For his part, Cole has not yet decided what to do after departing from his post.
“I plan to take time to consider my path in higher education,” Cole said. “I am committed to higher education. I will always be humbled and honored to have served Allegheny as provost, and I will always remain inspired and grateful for the commitment and dedication that I’ve observed and felt from the faculty and staff at Allegheny in support of student learning.”
The announcement of Haddad’s hiring comes just under two weeks after the board of trustees voted unanimously to approve Cole’s new staffing plan, which recently spurred students to action following the announcement of cuts to the Chinese minor.
While more than two dozen faculty will leave the college through resignations and retirements, the staffing plan does call for investment in four new faculty lines. These new roles will be filled by Haddad and others as the plan is carried out.

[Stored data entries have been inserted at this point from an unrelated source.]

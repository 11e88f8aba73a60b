//! # Money Module
//!
//! Provides the `Money` type for handling rupee amounts safely.
//!
//! ## Why Integer Paise?
//! ```text
//! ┌─────────────────────────────────────────────────────────────────────────┐
//! │  THE FLOATING POINT PROBLEM                                             │
//! │                                                                         │
//! │  GST at 18% on ₹8,95,000 computed with floats:                         │
//! │    895000 * 0.18 = 161099.99999999997  ❌ WRONG!                        │
//! │                                                                         │
//! │  OUR SOLUTION: Integer Paise + Basis Points                             │
//! │    89500000 paise * 1800 bps / 10000 = 16110000 paise = ₹1,61,100      │
//! │                                                                         │
//! └─────────────────────────────────────────────────────────────────────────┘
//! ```
//!
//! ## Display Convention
//! Storefront prices are shown as whole rupees (no paise) with Indian digit
//! grouping: `₹17,90,000`, not `₹1,790,000.00`.
//!
//! ## Usage
//! ```rust
//! use agri_core::money::Money;
//!
//! let tractor = Money::from_rupees(895_000);
//! let two = tractor * 2;
//! assert_eq!(two.rupees(), 1_790_000);
//! assert_eq!(two.to_string(), "₹17,90,000");
//! ```

use serde::{Deserialize, Serialize};
use std::fmt;
use std::iter::Sum;
use std::ops::{Add, AddAssign, Mul, Sub, SubAssign};
use ts_rs::TS;

use crate::types::Rate;

/// Paise per rupee.
const PAISE_PER_RUPEE: i64 = 100;

// =============================================================================
// Money Type
// =============================================================================

/// A monetary value in paise (1/100 of an Indian rupee).
///
/// ## Where Money is Used
/// ```text
/// ┌─────────────────────────────────────────────────────────────────────────┐
/// │                                                                         │
/// │  Product.price ──► CartItem.price ──► CartItem.line_total               │
/// │                                            │                            │
/// │                                            ▼                            │
/// │                      Cart.total ──► OrderTotals (GST, shipping, promo)  │
/// │                                            │                            │
/// │                                            ▼                            │
/// │                                 Displayed as "₹10,56,100"               │
/// └─────────────────────────────────────────────────────────────────────────┘
/// ```
#[derive(Debug, Clone, Copy, PartialEq, Eq, PartialOrd, Ord, Hash, Serialize, Deserialize, TS)]
#[ts(export)]
pub struct Money(i64);

impl Money {
    /// Creates a Money value from paise (the smallest currency unit).
    #[inline]
    pub const fn from_paise(paise: i64) -> Self {
        Money(paise)
    }

    /// Creates a Money value from whole rupees.
    ///
    /// Catalog prices are quoted in whole rupees, so this is the usual
    /// entry point.
    ///
    /// ```rust
    /// use agri_core::money::Money;
    ///
    /// assert_eq!(Money::from_rupees(5_000).paise(), 500_000);
    /// ```
    #[inline]
    pub const fn from_rupees(rupees: i64) -> Self {
        Money(rupees * PAISE_PER_RUPEE)
    }

    /// Returns the value in paise.
    #[inline]
    pub const fn paise(&self) -> i64 {
        self.0
    }

    /// Returns the whole-rupee part, truncated toward zero.
    #[inline]
    pub const fn rupees(&self) -> i64 {
        self.0 / PAISE_PER_RUPEE
    }

    /// Returns the amount rounded to the nearest rupee, halves away from zero.
    ///
    /// This is the value the storefront displays.
    ///
    /// ```rust
    /// use agri_core::money::Money;
    ///
    /// assert_eq!(Money::from_paise(12_349).rounded_rupees(), 123);
    /// assert_eq!(Money::from_paise(12_350).rounded_rupees(), 124);
    /// assert_eq!(Money::from_paise(-12_350).rounded_rupees(), -124);
    /// ```
    pub const fn rounded_rupees(&self) -> i64 {
        let half = PAISE_PER_RUPEE / 2;
        if self.0 < 0 {
            -((-self.0 + half) / PAISE_PER_RUPEE)
        } else {
            (self.0 + half) / PAISE_PER_RUPEE
        }
    }

    /// Returns zero money value.
    #[inline]
    pub const fn zero() -> Self {
        Money(0)
    }

    /// Checks if the value is zero.
    #[inline]
    pub const fn is_zero(&self) -> bool {
        self.0 == 0
    }

    /// Checks if the value is positive (greater than zero).
    #[inline]
    pub const fn is_positive(&self) -> bool {
        self.0 > 0
    }

    /// Checks if the value is negative (less than zero).
    #[inline]
    pub const fn is_negative(&self) -> bool {
        self.0 < 0
    }

    /// Multiplies money by a quantity.
    ///
    /// ```rust
    /// use agri_core::money::Money;
    ///
    /// let rotavator = Money::from_rupees(125_000);
    /// assert_eq!(rotavator.multiply_quantity(3).rupees(), 375_000);
    /// ```
    #[inline]
    pub const fn multiply_quantity(&self, qty: i64) -> Self {
        Money(self.0 * qty)
    }

    /// Returns `rate` of this amount, rounded to the nearest paisa.
    ///
    /// ## Implementation
    /// Integer math on i128: `(amount * bps + 5000) / 10000`.
    ///
    /// ```rust
    /// use agri_core::money::Money;
    /// use agri_core::types::Rate;
    ///
    /// let subtotal = Money::from_rupees(895_000);
    /// let gst = subtotal.percentage(Rate::from_bps(1800));
    /// assert_eq!(gst.rupees(), 161_100);
    /// ```
    pub fn percentage(&self, rate: Rate) -> Money {
        let value = (self.0 as i128 * rate.bps() as i128 + 5000) / 10000;
        Money::from_paise(value as i64)
    }
}

// =============================================================================
// Display
// =============================================================================

/// Groups digits the Indian way: the last three, then pairs.
///
/// `1790000` → `17,90,000`
fn group_indian(value: u64) -> String {
    let digits = value.to_string();
    if digits.len() <= 3 {
        return digits;
    }

    let (head, tail) = digits.split_at(digits.len() - 3);
    let mut groups: Vec<&str> = Vec::new();
    let mut end = head.len();
    while end > 2 {
        groups.push(&head[end - 2..end]);
        end -= 2;
    }
    groups.push(&head[..end]);
    groups.reverse();

    format!("{},{}", groups.join(","), tail)
}

impl Money {
    /// Integer-rounded rupees with Indian grouping behind `symbol`.
    ///
    /// ```rust
    /// use agri_core::money::Money;
    ///
    /// assert_eq!(Money::from_rupees(1_056_100).format_with_symbol("Rs. "), "Rs. 10,56,100");
    /// ```
    pub fn format_with_symbol(&self, symbol: &str) -> String {
        let rupees = self.rounded_rupees();
        let sign = if rupees < 0 { "-" } else { "" };
        format!("{}{}{}", sign, symbol, group_indian(rupees.unsigned_abs()))
    }
}

/// Integer-rounded rupees with Indian grouping, e.g. `₹8,95,000`.
impl fmt::Display for Money {
    fn fmt(&self, f: &mut fmt::Formatter<'_>) -> fmt::Result {
        f.write_str(&self.format_with_symbol("₹"))
    }
}

impl Default for Money {
    fn default() -> Self {
        Money::zero()
    }
}

impl Add for Money {
    type Output = Self;

    #[inline]
    fn add(self, other: Self) -> Self {
        Money(self.0 + other.0)
    }
}

impl AddAssign for Money {
    #[inline]
    fn add_assign(&mut self, other: Self) {
        self.0 += other.0;
    }
}

impl Sub for Money {
    type Output = Self;

    #[inline]
    fn sub(self, other: Self) -> Self {
        Money(self.0 - other.0)
    }
}

impl SubAssign for Money {
    #[inline]
    fn sub_assign(&mut self, other: Self) {
        self.0 -= other.0;
    }
}

/// Multiplication by quantity.
impl Mul<i64> for Money {
    type Output = Self;

    #[inline]
    fn mul(self, qty: i64) -> Self {
        Money(self.0 * qty)
    }
}

impl Sum for Money {
    fn sum<I: Iterator<Item = Money>>(iter: I) -> Self {
        iter.fold(Money::zero(), Add::add)
    }
}

// =============================================================================
// Unit Tests
// =============================================================================

#[cfg(test)]
mod tests {
    use super::*;

    #[test]
    fn test_from_rupees_and_paise() {
        let money = Money::from_rupees(895_000);
        assert_eq!(money.paise(), 89_500_000);
        assert_eq!(money.rupees(), 895_000);
        assert_eq!(Money::from_paise(199).rupees(), 1);
    }

    #[test]
    fn test_display_indian_grouping() {
        assert_eq!(Money::from_rupees(0).to_string(), "₹0");
        assert_eq!(Money::from_rupees(999).to_string(), "₹999");
        assert_eq!(Money::from_rupees(5_000).to_string(), "₹5,000");
        assert_eq!(Money::from_rupees(50_000).to_string(), "₹50,000");
        assert_eq!(Money::from_rupees(100_000).to_string(), "₹1,00,000");
        assert_eq!(Money::from_rupees(1_790_000).to_string(), "₹17,90,000");
        assert_eq!(Money::from_rupees(123_456_789).to_string(), "₹12,34,56,789");
    }

    #[test]
    fn test_display_rounds_to_whole_rupees() {
        assert_eq!(Money::from_paise(12_349).to_string(), "₹123");
        assert_eq!(Money::from_paise(12_350).to_string(), "₹124");
        assert_eq!(Money::from_rupees(-5_000).to_string(), "-₹5,000");
    }

    #[test]
    fn test_arithmetic() {
        let a = Money::from_rupees(1_000);
        let b = Money::from_rupees(500);

        assert_eq!((a + b).rupees(), 1_500);
        assert_eq!((a - b).rupees(), 500);
        assert_eq!((a * 3).rupees(), 3_000);

        let total: Money = vec![a, b, b].into_iter().sum();
        assert_eq!(total.rupees(), 2_000);
    }

    #[test]
    fn test_gst_percentage() {
        let subtotal = Money::from_rupees(895_000);
        assert_eq!(subtotal.percentage(Rate::from_bps(1800)).rupees(), 161_100);

        // 18% of ₹333 = ₹59.94
        let small = Money::from_rupees(333);
        assert_eq!(small.percentage(Rate::from_bps(1800)).paise(), 5_994);
    }

    #[test]
    fn test_min() {
        let a = Money::from_rupees(10);
        let b = Money::from_rupees(20);
        assert_eq!(a.min(b), a);
        assert_eq!(b.min(a), a);
    }

    #[test]
    fn test_zero_and_checks() {
        assert!(Money::zero().is_zero());
        assert!(Money::from_paise(1).is_positive());
        assert!(Money::from_paise(-1).is_negative());
    }
}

“I believe that (Haddad), as next provost, will have an incredible opportunity to build on that plan,” Cole said. “We have investments that we’re making in terms of new faculty lines, areas of the curriculum that we’re investing in; we’re hiring replacement positions in some areas. (Haddad) is going to have opportunities to help shape and build on that plan by helping hire vibrant faculty for Allegheny’s future.”
Allegheny Student Government Vice President Sophie Adams, ’22, sat in on interviews with all four finalists for the position as a member of the Finance and Facilities Committee.

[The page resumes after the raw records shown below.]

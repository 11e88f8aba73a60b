//! # Orders
//!
//! Placed orders, their status timeline and order-history filtering.
//!
//! ## Status Timeline
//! ```text
//!   Confirmed ──► Processing ──► Shipped ──► Out for delivery ──► Delivered
//!
//!   status = Shipped:
//!   [Completed]   [Completed]   [Current]    [Pending]             [Pending]
//! ```
//!
//! A delivered order shows every step completed. A cancelled order only
//! shows the confirmation as completed.

use chrono::{DateTime, Utc};
use serde::{Deserialize, Serialize};
use ts_rs::TS;

use crate::cart::CartItem;
use crate::money::Money;
use crate::pricing::OrderTotals;
use crate::types::Address;

/// Order identifier for an order placed at `at`: `ORD` + epoch milliseconds.
///
/// ```rust
/// use agri_core::order::order_id_at;
/// use chrono::{TimeZone, Utc};
///
/// let at = Utc.timestamp_millis_opt(1_735_142_400_000).unwrap();
/// assert_eq!(order_id_at(at), "ORD1735142400000");
/// ```
pub fn order_id_at(at: DateTime<Utc>) -> String {
    format!("ORD{}", at.timestamp_millis())
}

// =============================================================================
// Status
// =============================================================================

/// Fulfilment status of an order.
#[derive(Debug, Clone, Copy, PartialEq, Eq, Serialize, Deserialize, TS)]
#[serde(rename_all = "snake_case")]
#[ts(export)]
pub enum OrderStatus {
    Confirmed,
    Processing,
    Shipped,
    OutForDelivery,
    Delivered,
    Cancelled,
}

impl OrderStatus {
    /// The fulfilment steps in order. `Cancelled` is not a step.
    pub const PROGRESSION: [OrderStatus; 5] = [
        OrderStatus::Confirmed,
        OrderStatus::Processing,
        OrderStatus::Shipped,
        OrderStatus::OutForDelivery,
        OrderStatus::Delivered,
    ];

    /// Badge label.
    pub fn label(&self) -> &'static str {
        match self {
            OrderStatus::Confirmed => "Confirmed",
            OrderStatus::Processing => "Processing",
            OrderStatus::Shipped => "Shipped",
            OrderStatus::OutForDelivery => "Out for Delivery",
            OrderStatus::Delivered => "Delivered",
            OrderStatus::Cancelled => "Cancelled",
        }
    }

    fn describe(&self) -> (&'static str, &'static str) {
        match self {
            OrderStatus::Confirmed => (
                "Order Confirmed",
                "Your order has been placed and confirmed",
            ),
            OrderStatus::Processing => ("Processing", "Your order is being prepared for dispatch"),
            OrderStatus::Shipped => ("Shipped", "Your order is on its way to you"),
            OrderStatus::OutForDelivery => ("Out for Delivery", "Your order is out for delivery"),
            OrderStatus::Delivered => ("Delivered", "Order delivered successfully"),
            OrderStatus::Cancelled => ("Cancelled", "This order was cancelled"),
        }
    }

    fn position(&self) -> Option<usize> {
        Self::PROGRESSION.iter().position(|s| s == self)
    }
}

/// Progress marker of one timeline or stepper step.
#[derive(Debug, Clone, Copy, PartialEq, Eq, Serialize, Deserialize, TS)]
#[serde(rename_all = "lowercase")]
#[ts(export)]
pub enum StepState {
    Completed,
    Current,
    Pending,
}

/// One row of the order tracking timeline.
#[derive(Debug, Clone, PartialEq, Eq, Serialize, Deserialize, TS)]
#[serde(rename_all = "camelCase")]
#[ts(export)]
pub struct TimelineEntry {
    pub step: OrderStatus,
    pub title: String,
    pub description: String,
    pub state: StepState,
}

/// Derives the tracking timeline for an order in `status`.
pub fn timeline(status: OrderStatus) -> Vec<TimelineEntry> {
    let state_of = |index: usize| -> StepState {
        match status {
            OrderStatus::Delivered => StepState::Completed,
            OrderStatus::Cancelled if index == 0 => StepState::Completed,
            OrderStatus::Cancelled => StepState::Pending,
            _ => {
                let current = status.position().unwrap_or(0);
                if index < current {
                    StepState::Completed
                } else if index == current {
                    StepState::Current
                } else {
                    StepState::Pending
                }
            }
        }
    };

    OrderStatus::PROGRESSION
        .iter()
        .enumerate()
        .map(|(index, step)| {
            let (title, description) = step.describe();
            TimelineEntry {
                step: *step,
                title: title.to_string(),
                description: description.to_string(),
                state: state_of(index),
            }
        })
        .collect()
}

// =============================================================================
// Order
// =============================================================================

/// One purchased product, frozen at order time.
#[derive(Debug, Clone, PartialEq, Eq, Serialize, Deserialize, TS)]
#[serde(rename_all = "camelCase")]
#[ts(export)]
pub struct OrderLine {
    pub product_id: String,
    pub name: String,
    pub image: String,
    pub quantity: i64,
    pub price: Money,
}

impl OrderLine {
    /// Unit price × quantity.
    pub fn line_total(&self) -> Money {
        self.price.multiply_quantity(self.quantity)
    }
}

impl From<&CartItem> for OrderLine {
    fn from(item: &CartItem) -> Self {
        OrderLine {
            product_id: item.id.clone(),
            name: item.name.clone(),
            image: item.image.clone(),
            quantity: item.quantity,
            price: item.price,
        }
    }
}

/// A placed order.
///
/// Only the masked payment label is stored; card details never outlive the
/// checkout draft.
#[derive(Debug, Clone, PartialEq, Eq, Serialize, Deserialize, TS)]
#[serde(rename_all = "camelCase")]
#[ts(export)]
pub struct Order {
    pub id: String,
    #[ts(as = "String")]
    pub placed_at: DateTime<Utc>,
    pub status: OrderStatus,
    pub lines: Vec<OrderLine>,
    pub totals: OrderTotals,
    pub shipping_address: Address,
    pub payment_label: String,
}

impl Order {
    /// Σ quantity over the lines.
    pub fn item_count(&self) -> i64 {
        self.lines.iter().map(|l| l.quantity).sum()
    }
}

/// Order-history filter.
#[derive(Debug, Clone, Default, PartialEq, Eq, Serialize, Deserialize, TS)]
#[serde(rename_all = "camelCase")]
#[ts(export)]
pub struct OrderFilter {
    /// `None` means all statuses.
    #[serde(default)]
    pub status: Option<OrderStatus>,
    /// Case-insensitive order-id substring.
    #[serde(default)]
    pub query: Option<String>,
}

impl OrderFilter {
    /// Checks if `order` passes the filter.
    pub fn matches(&self, order: &Order) -> bool {
        if let Some(status) = self.status {
            if order.status != status {
                return false;
            }
        }

        match self.query.as_deref().map(str::trim) {
            Some(query) if !query.is_empty() => order
                .id
                .to_ascii_lowercase()
                .contains(&query.to_ascii_lowercase()),
            _ => true,
        }
    }
}

#[cfg(test)]
mod tests {
    use super::*;
    use crate::pricing::PricingPolicy;
    use chrono::TimeZone;

    fn order(id: &str, status: OrderStatus) -> Order {
        let line = OrderLine {
            product_id: "1".to_string(),
            name: "Mahindra 575 DI XP Plus".to_string(),
            image: "/images/1.jpg".to_string(),
            quantity: 1,
            price: Money::from_rupees(895_000),
        };
        Order {
            id: id.to_string(),
            placed_at: Utc.with_ymd_and_hms(2024, 1, 15, 10, 30, 0).unwrap(),
            status,
            totals: PricingPolicy::default().quote(line.line_total(), None),
            lines: vec![line],
            shipping_address: Address {
                id: "a1".to_string(),
                name: "Rajesh Patel".to_string(),
                phone: "+91 98765 43210".to_string(),
                address_line1: "Farm House, Village Kheda".to_string(),
                address_line2: None,
                city: "Anand".to_string(),
                state: "Gujarat".to_string(),
                pincode: "388001".to_string(),
                is_default: true,
            },
            payment_label: "UPI (rajesh@okhdfc)".to_string(),
        }
    }

    fn states(status: OrderStatus) -> Vec<StepState> {
        timeline(status).into_iter().map(|e| e.state).collect()
    }

    #[test]
    fn test_timeline_shipped() {
        use StepState::*;
        assert_eq!(
            states(OrderStatus::Shipped),
            vec![Completed, Completed, Current, Pending, Pending]
        );
    }

    #[test]
    fn test_timeline_edges() {
        use StepState::*;
        assert_eq!(
            states(OrderStatus::Confirmed),
            vec![Current, Pending, Pending, Pending, Pending]
        );
        assert_eq!(states(OrderStatus::Delivered), vec![Completed; 5]);
        assert_eq!(
            states(OrderStatus::Cancelled),
            vec![Completed, Pending, Pending, Pending, Pending]
        );
    }

    #[test]
    fn test_timeline_titles() {
        let entries = timeline(OrderStatus::OutForDelivery);
        assert_eq!(entries[0].title, "Order Confirmed");
        assert_eq!(entries[3].title, "Out for Delivery");
        assert_eq!(entries[3].state, StepState::Current);
    }

    #[test]
    fn test_filter() {
        let delivered = order("ORD123456", OrderStatus::Delivered);
        let shipped = order("ORD123457", OrderStatus::Shipped);

        let all = OrderFilter::default();
        assert!(all.matches(&delivered) && all.matches(&shipped));

        let only_shipped = OrderFilter {
            status: Some(OrderStatus::Shipped),
            query: None,
        };
        assert!(!only_shipped.matches(&delivered));
        assert!(only_shipped.matches(&shipped));

        let search = OrderFilter {
            status: None,
            query: Some("ord123456".to_string()),
        };
        assert!(search.matches(&delivered));
        assert!(!search.matches(&shipped));
    }

    #[test]
    fn test_order_id() {
        let at = Utc.timestamp_millis_opt(1_735_142_400_000).unwrap();
        assert_eq!(order_id_at(at), "ORD1735142400000");
    }

    #[test]
    fn test_status_wire_format() {
        assert_eq!(
            serde_json::to_string(&OrderStatus::OutForDelivery).unwrap(),
            "\"out_for_delivery\""
        );
    }
}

“She seemed qualified and capable,” Adams said. I’m sad I’m not going to be around to see what she has to do for the campus but I think it’ll be good for us. I think a change will be good and I’m looking forward to what she can bring (to Allegheny).”
Carmélione Majewski, ’24, however, is wary of the idea of a new provost. She does not think very highly of the new staffing plan and felt that some of that ill will would translate to Haddad
“(The staffing plan) was bad news to students who were expecting to see those faculty members (staying) on (with the college) and then hearing that we have this new (staff member) is just like, ‘who’s that, why are they so special?’” Majewski said.
At the same time, Majewski also expressed that she is open to seeing how Haddad will shape the college moving forward.
“Maybe I’m not as accepting of them now, but my opinions may change and they might actually do some good for the school,” Majewski said.